Brief
What is needed is an exact copy of the lines in the listing below, from the one with "pub use errors::TransportError;" up to and including the one with "QoS::AtMostOnce, false, payload)", with no other lines.

Records for the task
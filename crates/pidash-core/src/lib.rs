pub mod config;
pub mod connection;
pub mod errors;
pub mod family;
pub mod message;
pub mod topic;
pub mod transport;

pub use config::{
    BrokerConfig, ConfigError, DashboardConfig, HttpConfig, ReconnectConfig, TelemetrySettings,
};
pub use connection::ConnectionState;
pub use errors::TransportError;
pub use family::MetricFamily;
pub use message::{InboundMessage, NormalizedMessage, RawValue, Update};
pub use topic::{TopicId, TopicRule};
pub use transport::Transport;
use std::sync::Arc;
use std::time::Duration;

use pidash_core::{BrokerConfig, ConnectionState, InboundMessage, Transport, TransportError};
use rumqttc::{AsyncClient, ConnectReturnCode, Event, MqttOptions, Packet, QoS};
use secrecy::ExposeSecret;
use tokio::sync::mpsc;
use tokio::task::JoinHandle;
use tokio_util::sync::CancellationToken;
use tracing::{debug, error, info, warn};
use uuid::Uuid;

use crate::reconnect::ReconnectPolicy;

// rumqttc rejects keep-alives under 5 s.
const MIN_KEEP_ALIVE_SECS: u64 = 5;

/// Broker-backed transport. Cheap to clone through the inner client; the
/// event loop runs in a separate task owned by [`MqttRuntime`].
pub struct MqttTransport {
    client: AsyncClient,
}

impl Transport for MqttTransport {
    fn try_publish(&self, wire_topic: &str, payload: Vec<u8>) -> Result<(), TransportError> {
        self.client
            .try_publish(wire_topic, QoS::AtMostOnce, false, payload)
            .map_err(|_| TransportError::QueueFull)
    }
}

/// A running MQTT connection: the publish handle plus the event-loop task.
pub struct MqttRuntime {
    pub transport: Arc<MqttTransport>,
    pub task: JoinHandle<()>,
}

fn generate_client_id(prefix: &str) -> String {
    format!("{}-{}", prefix, Uuid::now_v7().simple())
}

fn build_options(config: &BrokerConfig) -> Result<MqttOptions, TransportError> {
    if config.host.trim().is_empty() {
        return Err(TransportError::InvalidConfig("empty broker host".into()));
    }
    if config.client_id_prefix.trim().is_empty() {
        return Err(TransportError::InvalidConfig(
            "empty client id prefix".into(),
        ));
    }
    let mut options = MqttOptions::new(
        generate_client_id(&config.client_id_prefix),
        config.host.clone(),
        config.port,
    );
    options.set_keep_alive(Duration::from_secs(
        config.keep_alive_secs.max(MIN_KEEP_ALIVE_SECS),
    ));
    if let Some(username) = &config.username {
        let password = config
            .password
            .as_ref()
            .map(|p| p.expose_secret().to_owned())
            .unwrap_or_default();
        options.set_credentials(username.clone(), password);
    }
    Ok(options)
}

/// Connect to the broker and run the event loop until shutdown.
///
/// Incoming publishes are forwarded as [`InboundMessage`]s on `inbound`.
/// Every successful connect (initial or re-) flips `connection` and
/// re-issues all subscriptions, so a broker restart restores the full
/// topic set without outside help. Connection errors are retried on the
/// injected policy's schedule; credential refusals end the task.
pub fn start(
    config: &BrokerConfig,
    subscriptions: Vec<String>,
    connection: Arc<ConnectionState>,
    inbound: mpsc::Sender<InboundMessage>,
    policy: ReconnectPolicy,
    shutdown: CancellationToken,
) -> Result<MqttRuntime, TransportError> {
    let options = build_options(config)?;
    let (client, mut eventloop) = AsyncClient::new(options, 64);
    let transport = Arc::new(MqttTransport {
        client: client.clone(),
    });

    let task = tokio::spawn(async move {
        let mut attempt: u32 = 0;
        loop {
            tokio::select! {
                _ = shutdown.cancelled() => {
                    connection.set_disconnected();
                    debug!("mqtt event loop shutting down");
                    break;
                }
                event = eventloop.poll() => match event {
                    Ok(Event::Incoming(Packet::ConnAck(ack))) => {
                        if ack.code == ConnectReturnCode::Success {
                            attempt = 0;
                            connection.set_connected();
                            info!(
                                connects = connection.connect_count(),
                                "connected to broker"
                            );
                            for pattern in &subscriptions {
                                if let Err(err) =
                                    client.try_subscribe(pattern, QoS::AtMostOnce)
                                {
                                    warn!(pattern = %pattern, error = %err, "subscribe failed");
                                }
                            }
                        } else {
                            connection.set_disconnected();
                            error!(code = ?ack.code, "broker refused connection");
                            if matches!(
                                ack.code,
                                ConnectReturnCode::BadUserNamePassword
                                    | ConnectReturnCode::NotAuthorized
                            ) {
                                break;
                            }
                        }
                    }
                    Ok(Event::Incoming(Packet::Publish(publish))) => {
                        let message = InboundMessage {
                            wire_topic: publish.topic.clone(),
                            payload: String::from_utf8_lossy(&publish.payload).into_owned(),
                        };
                        if inbound.send(message).await.is_err() {
                            warn!("ingest channel closed, stopping event loop");
                            break;
                        }
                    }
                    Ok(_) => {}
                    Err(err) => {
                        connection.set_disconnected();
                        match policy.delay(attempt) {
                            Some(delay) => {
                                warn!(
                                    attempt,
                                    delay_ms = delay.as_millis() as u64,
                                    error = %err,
                                    "broker connection error, retrying"
                                );
                                attempt += 1;
                                tokio::select! {
                                    _ = shutdown.cancelled() => break,
                                    _ = tokio::time::sleep(delay) => {}
                                }
                            }
                            None => {
                                error!(error = %err, "reconnect attempts exhausted");
                                break;
                            }
                        }
                    }
                }
            }
        }
    });

    Ok(MqttRuntime { transport, task })
}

Response
pub use errors::TransportError;
pub use family::MetricFamily;
pub use message::{InboundMessage, NormalizedMessage, RawValue, Update};
pub use topic::{TopicId, TopicRule};
pub use transport::Transport;
use std::sync::Arc;
use std::time::Duration;

use pidash_core::{BrokerConfig, ConnectionState, InboundMessage, Transport, TransportError};
use rumqttc::{AsyncClient, ConnectReturnCode, Event, MqttOptions, Packet, QoS};
use secrecy::ExposeSecret;
use tokio::sync::mpsc;
use tokio::task::JoinHandle;
use tokio_util::sync::CancellationToken;
use tracing::{debug, error, info, warn};
use uuid::Uuid;

use crate::reconnect::ReconnectPolicy;

// rumqttc rejects keep-alives under 5 s.
const MIN_KEEP_ALIVE_SECS: u64 = 5;

/// Broker-backed transport. Cheap to clone through the inner client; the
/// event loop runs in a separate task owned by [`MqttRuntime`].
pub struct MqttTransport {
    client: AsyncClient,
}

impl Transport for MqttTransport {
    fn try_publish(&self, wire_topic: &str, payload: Vec<u8>) -> Result<(), TransportError> {
        self.client
            .try_publish(wire_topic, QoS::AtMostOnce, false, payload)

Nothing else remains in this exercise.